La campagne patiemment préparée par Stephen Harper reposait sur trois fondements : la performance économique du Canada sous la houlette conservatrice, l'efficacité de son plan économique et de son « leadership fort », et sa prudence fiscale. Ce qui menait à trois messages : le succès, la vision, la solidité. Et ce qui alimentait trois images symboliques, celles du gagnant, du timonier et du bon père de famille.

Le premier message, autour de la performance économique, reposait sur le fait que le Canada, depuis la crise, a mieux fait que les pays du G7. Mais le choc pétrolier a poussé le Canada en récession. Si cela nuit aux conservateurs, ce n'est pas, à mon avis, parce que cela provoque de grandes inquiétudes, tout le monde peut comprendre qu'il s'agit d'un recul mineur et temporaire.

Mais sur le plan de l'image, le fait Canada a perdu son invincibilité. Seul pays du G7 en récession, il a cessé d'être un champion économique.

Le deuxième message, c'était celui du contrôle et de la vision. Les conservateurs ont réinventé le vocabulaire politique. Ils ne présentaient plus des budgets, mais bien des « plans d'action économiques » dont les mots-clés suggéraient que les conservateurs avaient un plan et qu'ils agissaient. Le choc pétrolier a révélé que le succès canadien était gonflé à l'EPO des exportations lucratives et des investissements pétroliers. La baisse des prix a crevé la bulle, révélant du même coup qu'il n'y avait pas de plan derrière ce succès éphémère et pas de stratégie de remplacement. Ce qui a aussi montré que le fait de mettre tous ses oeufs dans le même panier, avec un coût environnemental important, était rétrospectivement une très mauvaise idée.

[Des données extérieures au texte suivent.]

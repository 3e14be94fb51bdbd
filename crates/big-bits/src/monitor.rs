//! # Constant Integrity Monitor
//!
//! Background watchdog for the canonical constant set. Every
//! `check_interval` it re-derives each value and compares it with the
//! monitor's startup snapshot and with the shared set. A mismatch means
//! memory corruption: the monitor publishes one [`ShutdownSignal::Abort`] and
//! stops. It never attempts recovery.

use std::sync::Arc;
use std::time::Duration;

use parking_lot::RwLock;
use shared_types::ShutdownSignal;
use tokio::sync::watch;
use tokio::task::JoinHandle;
use tokio::time::MissedTickBehavior;
use tracing::{debug, error};

use crate::constants::{common, Constant, ConstantSet};
use crate::error::{IntegrityViolation, ViolationSite};

/// Default interval between checks.
pub const DEFAULT_CHECK_INTERVAL: Duration = Duration::from_secs(60);

/// Monitor configuration.
#[derive(Debug, Clone)]
pub struct MonitorConfig {
    /// Time between two integrity checks (default: 60s).
    pub check_interval: Duration,
}

impl Default for MonitorConfig {
    fn default() -> Self {
        Self {
            check_interval: DEFAULT_CHECK_INTERVAL,
        }
    }
}

impl MonitorConfig {
    /// Config with a custom interval.
    pub fn with_interval(check_interval: Duration) -> Self {
        Self { check_interval }
    }
}

/// Where the monitor reads the shared constant set from.
pub trait ConstantSource: Send + Sync + 'static {
    /// Current contents of the shared set.
    fn load(&self) -> ConstantSet;
}

/// The process-wide registry returned by [`common`].
#[derive(Debug, Default, Clone, Copy)]
pub struct ProcessConstants;

impl ConstantSource for ProcessConstants {
    fn load(&self) -> ConstantSet {
        common().clone()
    }
}

impl ConstantSource for RwLock<ConstantSet> {
    fn load(&self) -> ConstantSet {
        self.read().clone()
    }
}

impl<T: ConstantSource> ConstantSource for Arc<T> {
    fn load(&self) -> ConstantSet {
        (**self).load()
    }
}

/// Watchdog over a [`ConstantSource`].
pub struct IntegrityMonitor<S> {
    source: S,
    snapshot: ConstantSet,
    config: MonitorConfig,
}

impl<S: ConstantSource> IntegrityMonitor<S> {
    /// Capture an independent snapshot and prepare the monitor.
    pub fn new(source: S, config: MonitorConfig) -> Self {
        Self {
            source,
            snapshot: ConstantSet::derive(),
            config,
        }
    }

    /// Run one comparison pass.
    pub fn check(&self) -> Result<(), IntegrityViolation> {
        let canonical = ConstantSet::derive();
        let shared = self.source.load();

        for constant in Constant::ALL {
            let expected = canonical.get(constant);
            if self.snapshot.get(constant) != expected {
                return Err(IntegrityViolation {
                    constant: constant.name(),
                    site: ViolationSite::Snapshot,
                });
            }
            if shared.get(constant) != expected {
                return Err(IntegrityViolation {
                    constant: constant.name(),
                    site: ViolationSite::Shared,
                });
            }
        }
        Ok(())
    }

    /// Spawn [`Self::run`] on the current tokio runtime.
    pub fn spawn(self, signal: Arc<watch::Sender<ShutdownSignal>>) -> JoinHandle<()> {
        tokio::spawn(self.run(signal))
    }

    /// Check on every tick until the signal channel leaves `Running` or a
    /// violation is found. On violation, writes exactly one abort signal.
    pub async fn run(self, signal: Arc<watch::Sender<ShutdownSignal>>) {
        let mut shutdown = signal.subscribe();
        if !shutdown.borrow_and_update().is_running() {
            return;
        }

        let mut ticker = tokio::time::interval(self.config.check_interval);
        ticker.set_missed_tick_behavior(MissedTickBehavior::Skip);
        // The first tick completes immediately; the first check happens one
        // full interval after start.
        ticker.tick().await;

        loop {
            tokio::select! {
                _ = ticker.tick() => {
                    if let Err(violation) = self.check() {
                        error!(
                            constant = violation.constant,
                            site = %violation.site,
                            "A common value has mutated, exiting now"
                        );
                        signal.send_replace(ShutdownSignal::abort(violation.to_string()));
                        return;
                    }
                    debug!("Common values verified");
                }
                changed = shutdown.changed() => {
                    if changed.is_err() || !shutdown.borrow_and_update().is_running() {
                        debug!("Integrity monitor stopping");
                        return;
                    }
                }
            }
        }
    }
}
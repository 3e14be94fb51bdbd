//! In-memory adapters for tests and ephemeral nodes.

use std::collections::BTreeMap;
use std::sync::atomic::{AtomicBool, Ordering};

use parking_lot::RwLock;

use crate::domain::errors::KVStoreError;
use crate::ports::outbound::{KeyValueStore, KvIterator};

/// Ordered in-memory key-value store.
///
/// Iterators work on a copy of the requested range taken at creation, so
/// deleting while iterating is safe.
#[derive(Debug, Default)]
pub struct InMemoryKVStore {
    data: RwLock<BTreeMap<Vec<u8>, Vec<u8>>>,
}

impl InMemoryKVStore {
    pub fn new() -> Self {
        Self::default()
    }

    /// Number of stored keys.
    pub fn len(&self) -> usize {
        self.data.read().len()
    }

    pub fn is_empty(&self) -> bool {
        self.data.read().is_empty()
    }

    /// All keys starting with `prefix`, in order.
    pub fn keys_with_prefix(&self, prefix: &[u8]) -> Vec<Vec<u8>> {
        self.data
            .read()
            .range(prefix.to_vec()..)
            .take_while(|(k, _)| k.starts_with(prefix))
            .map(|(k, _)| k.clone())
            .collect()
    }
}

impl KeyValueStore for InMemoryKVStore {
    fn get(&self, key: &[u8]) -> Result<Option<Vec<u8>>, KVStoreError> {
        Ok(self.data.read().get(key).cloned())
    }

    fn put(&self, key: &[u8], value: &[u8]) -> Result<(), KVStoreError> {
        self.data.write().insert(key.to_vec(), value.to_vec());
        Ok(())
    }

    fn delete(&self, key: &[u8]) -> Result<(), KVStoreError> {
        self.data.write().remove(key);
        Ok(())
    }

    fn new_iterator<'a>(&'a self, prefix: &[u8], start: &[u8]) -> Box<dyn KvIterator + 'a> {
        let mut seek = prefix.to_vec();
        seek.extend_from_slice(start);

        let entries: Vec<(Vec<u8>, Vec<u8>)> = self
            .data
            .read()
            .range(seek..)
            .take_while(|(k, _)| k.starts_with(prefix))
            .map(|(k, v)| (k.clone(), v.clone()))
            .collect();

        Box::new(SnapshotIterator::new(entries))
    }
}

/// Iterator over a pre-collected range.
pub struct SnapshotIterator {
    remaining: std::vec::IntoIter<(Vec<u8>, Vec<u8>)>,
    current: Option<(Vec<u8>, Vec<u8>)>,
    error: Option<KVStoreError>,
}

impl SnapshotIterator {
    fn new(entries: Vec<(Vec<u8>, Vec<u8>)>) -> Self {
        Self {
            remaining: entries.into_iter(),
            current: None,
            error: None,
        }
    }

    /// Iterator that yields nothing and reports `error`.
    fn failed(error: KVStoreError) -> Self {
        Self {
            remaining: Vec::new().into_iter(),
            current: None,
            error: Some(error),
        }
    }
}

impl KvIterator for SnapshotIterator {
    fn next(&mut self) -> bool {
        self.current = self.remaining.next();
        self.current.is_some()
    }

    fn key(&self) -> &[u8] {
        self.current.as_ref().map(|(k, _)| k.as_slice()).unwrap_or(&[])
    }

    fn value(&self) -> &[u8] {
        self.current.as_ref().map(|(_, v)| v.as_slice()).unwrap_or(&[])
    }

    fn error(&self) -> Option<KVStoreError> {
        self.error.clone()
    }
}

/// Store wrapper whose writes, deletes and iteration can be made to fail.
///
/// Reads always pass through.
#[derive(Debug, Default)]
pub struct FaultInjectingStore<S> {
    inner: S,
    fail_writes: AtomicBool,
    fail_deletes: AtomicBool,
    fail_iteration: AtomicBool,
}

impl<S: KeyValueStore> FaultInjectingStore<S> {
    pub fn new(inner: S) -> Self {
        Self {
            inner,
            fail_writes: AtomicBool::new(false),
            fail_deletes: AtomicBool::new(false),
            fail_iteration: AtomicBool::new(false),
        }
    }

    pub fn inner(&self) -> &S {
        &self.inner
    }

    pub fn set_fail_writes(&self, fail: bool) {
        self.fail_writes.store(fail, Ordering::SeqCst);
    }

    pub fn set_fail_deletes(&self, fail: bool) {
        self.fail_deletes.store(fail, Ordering::SeqCst);
    }

    /// Iterators created while set yield nothing and report an I/O error.
    pub fn set_fail_iteration(&self, fail: bool) {
        self.fail_iteration.store(fail, Ordering::SeqCst);
    }
}

impl<S: KeyValueStore> KeyValueStore for FaultInjectingStore<S> {
    fn get(&self, key: &[u8]) -> Result<Option<Vec<u8>>, KVStoreError> {
        self.inner.get(key)
    }

    fn put(&self, key: &[u8], value: &[u8]) -> Result<(), KVStoreError> {
        if self.fail_writes.load(Ordering::SeqCst) {
            return Err(KVStoreError::IOError {
                message: "injected write failure".to_string(),
            });
        }
        self.inner.put(key, value)
    }

    fn delete(&self, key: &[u8]) -> Result<(), KVStoreError> {
        if self.fail_deletes.load(Ordering::SeqCst) {
            return Err(KVStoreError::IOError {
                message: "injected delete failure".to_string(),
            });
        }
        self.inner.delete(key)
    }

    fn new_iterator<'a>(&'a self, prefix: &[u8], start: &[u8]) -> Box<dyn KvIterator + 'a> {
        if self.fail_iteration.load(Ordering::SeqCst) {
            return Box::new(SnapshotIterator::failed(KVStoreError::IOError {
                message: "injected iterator failure".to_string(),
            }));
        }
        self.inner.new_iterator(prefix, start)
    }
}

Le troisième message, c'était celui de la rigueur financière. Les conservateurs avaient promis un retour à l'équilibre budgétaire, un crédo dans leur famille politique. Grâce à leur dernier budget, ils pouvaient se présenter à l'électorat en disant promesse tenue et mission accomplie. Mais l'impact des événements pétroliers plombera les finances publiques d'environ 3,5 milliards, ce dont Stephen Harper refuse de prendre acte.

Il est pourtant clair qu'il se dirige soit vers un déficit, soit vers des mesures d'austérité pour atteindre le déficit zéro. Mais il y a plus. Dans ce dossier, le gouvernement Harper a abandonné la prudence qui était sa marque de commerce, en faisant preuve de trop d'optimisme dans ses prévisions, en éliminant les coussins pour se protéger des coups durs et, surtout, en annonçant d'importantes baisses d'impôt pour les familles qu'il n'avait pas les moyens de financer.

Et c'est ainsi que Stephen Harper, privé de ses messages les plus porteurs, a dû ajuster son discours, pour insister sur les vertus de la continuité en période de turbulence, ou pour dénoncer l'expérience ou l'irresponsabilité de ses adversaires, des arguments qui, jusqu'ici, ne semblent pas très bien fonctionner.